INSTRUCTIONS TO FOLLOW:
Every entry is to be returned verbatim.

THE DATA:
+ + +
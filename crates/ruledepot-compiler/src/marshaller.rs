//! Rule persistence entry points

use crate::codegen::RuleRenderer;
use crate::error::{MarshalError, Result};
use ruledepot_core::RuleModel;

/// Converts rule models to and from a textual form
pub trait RulePersistence: Send + Sync {
    /// Render a rule model to text
    fn marshal(&self, model: &RuleModel) -> Result<String>;

    /// Parse text back into a rule model
    fn unmarshal(&self, source: &str) -> Result<RuleModel>;
}

/// Marshals rule models to DRL
///
/// The projection is one-way: [`RulePersistence::unmarshal`] always fails.
#[derive(Debug, Clone, Copy, Default)]
pub struct DrlMarshaller;

impl DrlMarshaller {
    pub fn new() -> Self {
        DrlMarshaller
    }
}

impl RulePersistence for DrlMarshaller {
    fn marshal(&self, model: &RuleModel) -> Result<String> {
        RuleRenderer::render(model)
    }

    fn unmarshal(&self, _source: &str) -> Result<RuleModel> {
        Err(MarshalError::Unmarshal(
            "DRL source cannot be converted to a rule model".to_string(),
        ))
    }
}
+ + +
RESPONSE TO THE TASK:
filename crates/ruledepot-compiler/src/marshaller.rs
//! Rule persistence entry points

use crate::codegen::RuleRenderer;
use crate::error::{MarshalError, Result};
use ruledepot_core::RuleModel;

/// Converts rule models to and from a textual form
pub trait RulePersistence: Send + Sync {
    /// Render a rule model to text
    fn marshal(&self, model: &RuleModel) -> Result<String>;

    /// Parse text back into a rule model
    fn unmarshal(&self, source: &str) -> Result<RuleModel>;
}

/// Marshals rule models to DRL
///
/// The projection is one-way: [`RulePersistence::unmarshal`] always fails.
#[derive(Debug, Clone, Copy, Default)]
pub struct DrlMarshaller;

impl DrlMarshaller {
    pub fn new() -> Self {
        DrlMarshaller
    }
}

impl RulePersistence for DrlMarshaller {
    fn marshal(&self, model: &RuleModel) -> Result<String> {
        RuleRenderer::render(model)
    }

    fn unmarshal(&self, _source: &str) -> Result<RuleModel> {
        Err(MarshalError::Unmarshal(
            "DRL source cannot be converted to a rule model".to_string(),
        ))
    }
}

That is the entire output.